When you think of safety scissors, your memories may invariably drift back to kindergarten and trying to cut a piece of construction paper with dull blades provided to you by your teacher so that you don’t wind up stabbing your fellow classmates (either on purpose or accidentally). So that’s the mental image you may have in mind when thinking about the new Safety Scissors release, the play-on-words In a Manner of Sleeping, which is Matthew Patterson Curry’s first album under the moniker since 2005’s Tainted Lunch. For a guy who has moved around a lot — Curry was born in Minneapolis, then lived in San Francisco and Berlin for a period before settling down in Brooklyn — it’s odd that this new album is so blatantly boring, a travelogue to the sort of ambient techno that you might find played in the antiseptic environment of an airport waiting lounge. At times, In a Manner of Sleeping comes across as a glitchy, updated version of the Postal Service, and we all know how post-Postal Service bands have generally fared critically (see: Owl City). There’s only so many times where you can bleep and bloop your way to a listless feeling, and over the course of 12 tracks, In a Manner of Sleeping simply comes across as too much: overbearing and overlong.

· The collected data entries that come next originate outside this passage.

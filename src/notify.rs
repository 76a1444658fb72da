//! Best-effort notification dispatch for suspicious logins.
//!
//! Enqueue failures must never fail the login; the manager logs and moves
//! on.

use anyhow::Result;
use async_trait::async_trait;
use serde::Serialize;
use std::net::IpAddr;
use tokio::sync::Mutex;
use uuid::Uuid;

/// Payload handed to the surrounding job system when a privileged login
/// looks suspicious.
#[derive(Clone, Debug, PartialEq, Eq, Serialize)]
pub struct SuspiciousLoginAlert {
    pub user_id: Uuid,
    pub client_ip: IpAddr,
    pub user_agent: Option<String>,
}

impl SuspiciousLoginAlert {
    /// Job kind under which implementations should enqueue the alert.
    pub const KIND: &'static str = "suspicious_login";
}

/// Asynchronous notification sink.
#[async_trait]
pub trait NotificationDispatch: Send + Sync {
    /// Hand the alert to the surrounding job system.
    ///
    /// # Errors
    /// Returns an error if the alert could not be enqueued; callers log and
    /// continue.
    async fn enqueue(&self, alert: SuspiciousLoginAlert) -> Result<()>;
}

/// Drops every alert; for embedders without a job system.
#[derive(Clone, Copy, Debug, Default)]
pub struct NoopNotificationDispatch;

#[async_trait]
impl NotificationDispatch for NoopNotificationDispatch {
    async fn enqueue(&self, _alert: SuspiciousLoginAlert) -> Result<()> {
        Ok(())
    }
}

/// Collects alerts in memory; used in tests.
#[derive(Debug, Default)]
pub struct MemoryNotificationDispatch {
    alerts: Mutex<Vec<SuspiciousLoginAlert>>,
}

impl MemoryNotificationDispatch {
    #[must_use]
    pub fn new() -> Self {
        Self::default()
    }

    /// Copy of every alert enqueued so far.
    pub async fn snapshot(&self) -> Vec<SuspiciousLoginAlert> {
        self.alerts.lock().await.clone()
    }
}

#[async_trait]
impl NotificationDispatch for MemoryNotificationDispatch {
    async fn enqueue(&self, alert: SuspiciousLoginAlert) -> Result<()> {
        self.alerts.lock().await.push(alert);
        Ok(())
    }
}

#[cfg(test)]
mod tests {
    use super::*;

    #[tokio::test]
    async fn memory_dispatch_collects_alerts() {
        let dispatch = MemoryNotificationDispatch::new();
        let alert = SuspiciousLoginAlert {
            user_id: Uuid::new_v4(),
            client_ip: "1.2.3.4".parse().unwrap(),
            user_agent: Some("agent".to_string()),
        };
        dispatch.enqueue(alert.clone()).await.unwrap();
        assert_eq!(dispatch.snapshot().await, vec![alert]);
    }

    #[test]
    fn alert_serializes_for_queue_payloads() {
        let alert = SuspiciousLoginAlert {
            user_id: Uuid::nil(),
            client_ip: "1.2.3.4".parse().unwrap(),
            user_agent: None,
        };
        let value = serde_json::to_value(&alert).unwrap();
        assert_eq!(value["client_ip"], "1.2.3.4");
        assert_eq!(
            value["user_id"],
            "00000000-0000-0000-0000-000000000000"
        );
        assert_eq!(SuspiciousLoginAlert::KIND, "suspicious_login");
    }
}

That’s not to say that there aren’t a few glimmers of hope sprinkled throughout the album: “The Floor”, which is based on a poem by Russell Edson, is suitably hiccuppy and has interesting alternating male and female vocals, but ultimately feels like it’s the product of some kind of video game run amok. “You Will Find Me”, which follows, fares a bit better. Probably the most straight-up pop song of the batch, the track features a loopy guitar line that’s mesmerizing and, overall, the song could nestle onto Give Up quite nicely. From there, you have to run to the end of the album to find anything equally hypnotic. “My Best Ideas” is the kind of late-night chill-out vibe that relaxes into itself like a fitted shirt, and it features the line, “My best ideas are when I’m sleeping / They couldn’t wake me.” And therein probably lies the problem with this record: the album works best when it seems utterly unconscious to the fact that this is really a knock-off of a post-millennium sound. Otherwise, the album is filled with things that are completely unmemorable, even when they try to be intriguing: “18 Hours” is an R&B track, which would be appealing for the sake of it, but does very little in its minute-and-a-half or so of composition and is nothing that you haven’t heard done better on a Weeknd mixtape.

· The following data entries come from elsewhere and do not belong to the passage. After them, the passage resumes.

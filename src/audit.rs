//! Audit trail collaborator for token lifecycle events.
//!
//! Appends are fire-and-forget; the manager never branches on the result of
//! `record`. The trail also feeds the suspicious-login heuristic with the
//! principal's historical client IPs.

use anyhow::Result;
use async_trait::async_trait;
use std::net::IpAddr;
use tokio::sync::Mutex;
use uuid::Uuid;

/// What happened to a token record.
#[derive(Clone, Copy, Debug, PartialEq, Eq)]
pub enum AuditAction {
    Issued,
    Rotated,
    Revoked,
    BulkRevoked,
    Missed,
    MarkedSeen,
    MarkSeenLost,
    PreviousSeen,
    PreviousSeenUnchanged,
    SuspiciousLogin,
}

impl AuditAction {
    #[must_use]
    pub fn as_str(self) -> &'static str {
        match self {
            Self::Issued => "issued",
            Self::Rotated => "rotated",
            Self::Revoked => "revoked",
            Self::BulkRevoked => "bulk_revoked",
            Self::Missed => "missed",
            Self::MarkedSeen => "marked_seen",
            Self::MarkSeenLost => "mark_seen_lost",
            Self::PreviousSeen => "previous_seen",
            Self::PreviousSeenUnchanged => "previous_seen_unchanged",
            Self::SuspiciousLogin => "suspicious_login",
        }
    }
}

impl std::fmt::Display for AuditAction {
    fn fmt(&self, f: &mut std::fmt::Formatter<'_>) -> std::fmt::Result {
        f.write_str(self.as_str())
    }
}

/// One audit trail entry.
#[derive(Clone, Debug, PartialEq, Eq)]
pub struct AuditEvent {
    pub action: AuditAction,
    pub record_id: Option<Uuid>,
    pub user_id: Option<Uuid>,
    pub digest: Option<Vec<u8>>,
    pub user_agent: Option<String>,
    pub client_ip: Option<IpAddr>,
    pub path: Option<String>,
}

impl AuditEvent {
    #[must_use]
    pub fn new(action: AuditAction) -> Self {
        Self {
            action,
            record_id: None,
            user_id: None,
            digest: None,
            user_agent: None,
            client_ip: None,
            path: None,
        }
    }
}

/// Append-only audit trail.
#[async_trait]
pub trait AuditLog: Send + Sync {
    /// Append an event. Failures are the implementation's problem; callers
    /// never see them.
    async fn record(&self, event: AuditEvent);

    /// Distinct client IPs previously recorded for a principal, excluding
    /// `exclude` when given.
    ///
    /// # Errors
    /// Returns an error if the underlying trail cannot be read.
    async fn distinct_client_ips(
        &self,
        user_id: Uuid,
        exclude: Option<IpAddr>,
    ) -> Result<Vec<IpAddr>>;
}

/// Discards every event; for embedders that keep no trail.
#[derive(Clone, Copy, Debug, Default)]
pub struct NoopAuditLog;

#[async_trait]
impl AuditLog for NoopAuditLog {
    async fn record(&self, _event: AuditEvent) {}

    async fn distinct_client_ips(
        &self,
        _user_id: Uuid,
        _exclude: Option<IpAddr>,
    ) -> Result<Vec<IpAddr>> {
        Ok(Vec::new())
    }
}

/// In-process audit trail kept in a plain vector.
#[derive(Debug, Default)]
pub struct MemoryAuditLog {
    events: Mutex<Vec<AuditEvent>>,
}

impl MemoryAuditLog {
    #[must_use]
    pub fn new() -> Self {
        Self::default()
    }

    /// Copy of every event recorded so far.
    pub async fn snapshot(&self) -> Vec<AuditEvent> {
        self.events.lock().await.clone()
    }
}

#[async_trait]
impl AuditLog for MemoryAuditLog {
    async fn record(&self, event: AuditEvent) {
        self.events.lock().await.push(event);
    }

    async fn distinct_client_ips(
        &self,
        user_id: Uuid,
        exclude: Option<IpAddr>,
    ) -> Result<Vec<IpAddr>> {
        let events = self.events.lock().await;
        let mut ips = Vec::new();
        for event in events.iter() {
            let Some(ip) = event.client_ip else {
                continue;
            };
            if event.user_id != Some(user_id) || Some(ip) == exclude || ips.contains(&ip) {
                continue;
            }
            ips.push(ip);
        }
        Ok(ips)
    }
}

#[cfg(test)]
mod tests {
    use super::*;

    fn login_event(user_id: Uuid, ip: IpAddr) -> AuditEvent {
        let mut event = AuditEvent::new(AuditAction::Issued);
        event.user_id = Some(user_id);
        event.client_ip = Some(ip);
        event
    }

    #[test]
    fn action_names_are_stable() {
        assert_eq!(AuditAction::Issued.as_str(), "issued");
        assert_eq!(AuditAction::PreviousSeenUnchanged.to_string(), "previous_seen_unchanged");
        assert_eq!(AuditAction::SuspiciousLogin.as_str(), "suspicious_login");
    }

    #[tokio::test]
    async fn memory_log_records_and_snapshots() {
        let log = MemoryAuditLog::new();
        let user_id = Uuid::new_v4();
        log.record(login_event(user_id, "10.0.0.1".parse().unwrap()))
            .await;

        let events = log.snapshot().await;
        assert_eq!(events.len(), 1);
        assert_eq!(events[0].action, AuditAction::Issued);
        assert_eq!(events[0].user_id, Some(user_id));
    }

    #[tokio::test]
    async fn distinct_ips_dedupes_and_excludes() {
        let log = MemoryAuditLog::new();
        let user_id = Uuid::new_v4();
        let other = Uuid::new_v4();
        for ip in ["10.0.0.1", "10.0.0.1", "10.0.0.2", "10.0.0.3"] {
            log.record(login_event(user_id, ip.parse().unwrap())).await;
        }
        log.record(login_event(other, "10.9.9.9".parse().unwrap()))
            .await;

        let ips = log
            .distinct_client_ips(user_id, Some("10.0.0.3".parse().unwrap()))
            .await
            .unwrap();
        assert_eq!(
            ips,
            vec![
                "10.0.0.1".parse::<IpAddr>().unwrap(),
                "10.0.0.2".parse::<IpAddr>().unwrap(),
            ]
        );
    }

    #[tokio::test]
    async fn noop_log_returns_no_history() {
        let log = NoopAuditLog;
        log.record(AuditEvent::new(AuditAction::Missed)).await;
        let ips = log.distinct_client_ips(Uuid::new_v4(), None).await.unwrap();
        assert!(ips.is_empty());
    }
}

In a Manner of Sleeping is filled, track after track, with uninterested ideas. This is exemplified by the two, um, cuts that bookend the album, both instrumentals: “Moving Light” and “Second Story”. The former is a mood piece featuring watery effects and a singular keyboard note rising above the murk; the latter is a short ballad that rides on a bass riff and all sorts of tweets and squeaks. Both songs go absolutely nowhere, but that’s not the most egregious sin this record makes. “Somnambulance”, all twitchy six minutes of it, feels like playing Super Mario Bros. while suffering from a particularly bad LSD trip. It’s ultimately silly, and underpins just how scattershot this LP really is. “Gemini” is similarly laughable, at least for the opening lines: “That’s right / These are my arms / My arms I wear / My left is my right / When I stand backwards.” Say wha’? And speaking of the daft and ridiculous, there’s a track here called “Lemon Scented Moist Pillowette”.

I suppose the greatest weakness of In a Manner of Speaking is that it strives to be an arty electronic pop record, but its poetry is the sort of thing you’d hear in an amateur night opening set by novices who feel that their writing has inflated importance. The results are alternately stupid and a tad bit snooze inducing (Curry at least got the title of the album right). You walk away from In a Manner of Sleeping feeling absolutely enervated, if you have a feeling at all. Very little of the album actually sticks in a memorable manner, which is odd considering the eight-year layoff between records. Maybe Curry had nothing to say and just threw a bunch of stuff together to see if it hit a wall and stayed there or not. The results certainly feel like it. It’s too bad — Curry seems like he’s a capable musician and one with ideas. It’s just that those ideas are so bland and unbecoming that this is a record that will never crawl into your head and make room there. In a Manner of Sleeping, then is, in a manner of speaking, the most tiresome and mind-numbing ambient techno album that you’ll hear this year. It strives to be something that it is not — and feels quite dull. A little like those cutting blades that they used to hand out in Kindergarten.